E-learning becomes a potent force in business training
The world of education and training can sometimes fall victim to fads, with new approaches to learning often turning out to be little more than a flash in the pan. According to e-learning market research, however, this is not the case with one of the biggest changes ever to sweep across both teaching and learning. The market for online courses and other e-learning technologies has grown at a phenomenal rate since its inception, and this growth is projected to continue surging upwards at a steady clip.
Ambient Insight Research has determined that the e-learning market in 2010 experienced sales of slightly more than £20 billion.
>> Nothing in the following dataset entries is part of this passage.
//! Atomic JSON persistence helpers.
//!
//! Every snapshot mutation must be durable before the caller observes it, so
//! writes go to a sibling temp file and are renamed into place. Rename within
//! one directory is atomic on the platforms we support.

use crate::{ErrorEnvelope, Result};
use serde::Serialize;
use serde::de::DeserializeOwned;
use std::path::Path;
use std::process;

/// Serialize `value` as pretty JSON and atomically swap it into `path`.
pub fn atomic_write_json<T: Serialize>(path: &Path, value: &T) -> Result<()> {
    let payload = serde_json::to_vec_pretty(value)?;

    let file_name = path
        .file_name()
        .and_then(|name| name.to_str())
        .ok_or_else(|| {
            ErrorEnvelope::expected(
                crate::ErrorCode::invalid_input(),
                "persist path must name a file",
            )
            .with_metadata("path", path.display().to_string())
        })?;

    if let Some(parent) = path.parent()
        && !parent.as_os_str().is_empty()
    {
        std::fs::create_dir_all(parent)?;
    }

    // Unique per process so concurrent writers never share a temp file.
    let temp_name = format!(".{file_name}.{}.tmp", process::id());
    let temp_path = path.with_file_name(temp_name);

    std::fs::write(&temp_path, payload)?;
    match std::fs::rename(&temp_path, path) {
        Ok(()) => Ok(()),
        Err(error) => {
            let _ = std::fs::remove_file(&temp_path);
            Err(ErrorEnvelope::from(error)
                .with_metadata("path", path.display().to_string()))
        },
    }
}

/// Read and deserialize JSON from `path`, returning `None` when absent.
pub fn read_json_if_exists<T: DeserializeOwned>(path: &Path) -> Result<Option<T>> {
    let bytes = match std::fs::read(path) {
        Ok(bytes) => bytes,
        Err(error) if error.kind() == std::io::ErrorKind::NotFound => return Ok(None),
        Err(error) => {
            return Err(ErrorEnvelope::from(error)
                .with_metadata("path", path.display().to_string()));
        },
    };

    let value = serde_json::from_slice(&bytes)?;
    Ok(Some(value))
}

#[cfg(test)]
mod tests {
    use super::*;
    use std::collections::BTreeMap;

    #[test]
    fn write_then_read_round_trips() -> Result<()> {
        let dir = tempfile::tempdir()?;
        let path = dir.path().join("snapshot.json");

        let mut value = BTreeMap::new();
        value.insert("a".to_owned(), 1u32);
        atomic_write_json(&path, &value)?;

        let loaded: Option<BTreeMap<String, u32>> = read_json_if_exists(&path)?;
        assert_eq!(loaded, Some(value));
        Ok(())
    }

    #[test]
    fn read_missing_file_returns_none() -> Result<()> {
        let dir = tempfile::tempdir()?;
        let path = dir.path().join("absent.json");
        let loaded: Option<u32> = read_json_if_exists(&path)?;
        assert!(loaded.is_none());
        Ok(())
    }

    #[test]
    fn rewrite_replaces_previous_contents() -> Result<()> {
        let dir = tempfile::tempdir()?;
        let path = dir.path().join("snapshot.json");

        atomic_write_json(&path, &1u32)?;
        atomic_write_json(&path, &2u32)?;

        let loaded: Option<u32> = read_json_if_exists(&path)?;
        assert_eq!(loaded, Some(2));
        Ok(())
    }

    #[test]
    fn write_rejects_bare_root_path() {
        let error = atomic_write_json(Path::new("/"), &1u32).err();
        assert!(error.is_some());
    }
}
Just five years later, in 2015, that figure is expected to surge by almost £5 billion; an increase of nearly 25%.
Reasons for the growth of e-learning
The growing popularity in e-learning is due in part to the proliferation of truly mobile internet-connected devices. While a laptop computer is technically mobile, it can be more difficult to use whilst on the road. Certainly, few people standing in a queue will begin checking email on their laptop – but this is a commonplace sight among those who connect to the internet using a tablet computer or mobile phone. This greatly enhanced access to the internet has meant that e-learning can take place anywhere, at any time.
Another reason for the spread of e-learning in both the academic and business worlds has been the changing nature of the internet. The online environment was once a bastion of flat text pages with few interactive features other than hyperlinks; today’s web is a media-rich environment complete with interactive simulations, streaming video and audio, and widgets that allow for personal annotation of course material. Many e-learning training modules now make heavy use of these interactive features, creating a highly innovative course environment that can be individualised to suit the needs of the learner – or of the company arranging the training.
The spread of broadband internet has also been a factor in the growth of e-learning’s popularity. Until companies had access to unlimited bandwidth at reasonable rates, it was not practical to enrol workers on courses making heavy use of resource-intensive technologies.
Not just for academia
The public perception of online learning focuses quite heavily on secondary and university instruction, but in practice e-learning is just as useful for on-the-job training. As e-learning authority, Andre Joubert writing for Gadget explains: “E-learning has long been recognised as offering considerable advantages over conventional classroom-based training when it comes to training employees and management quickly, efficiently and conveniently. There are online courses that offer recognised and accredited qualifications in everything from human resource management and marketing to project management and software applications development.”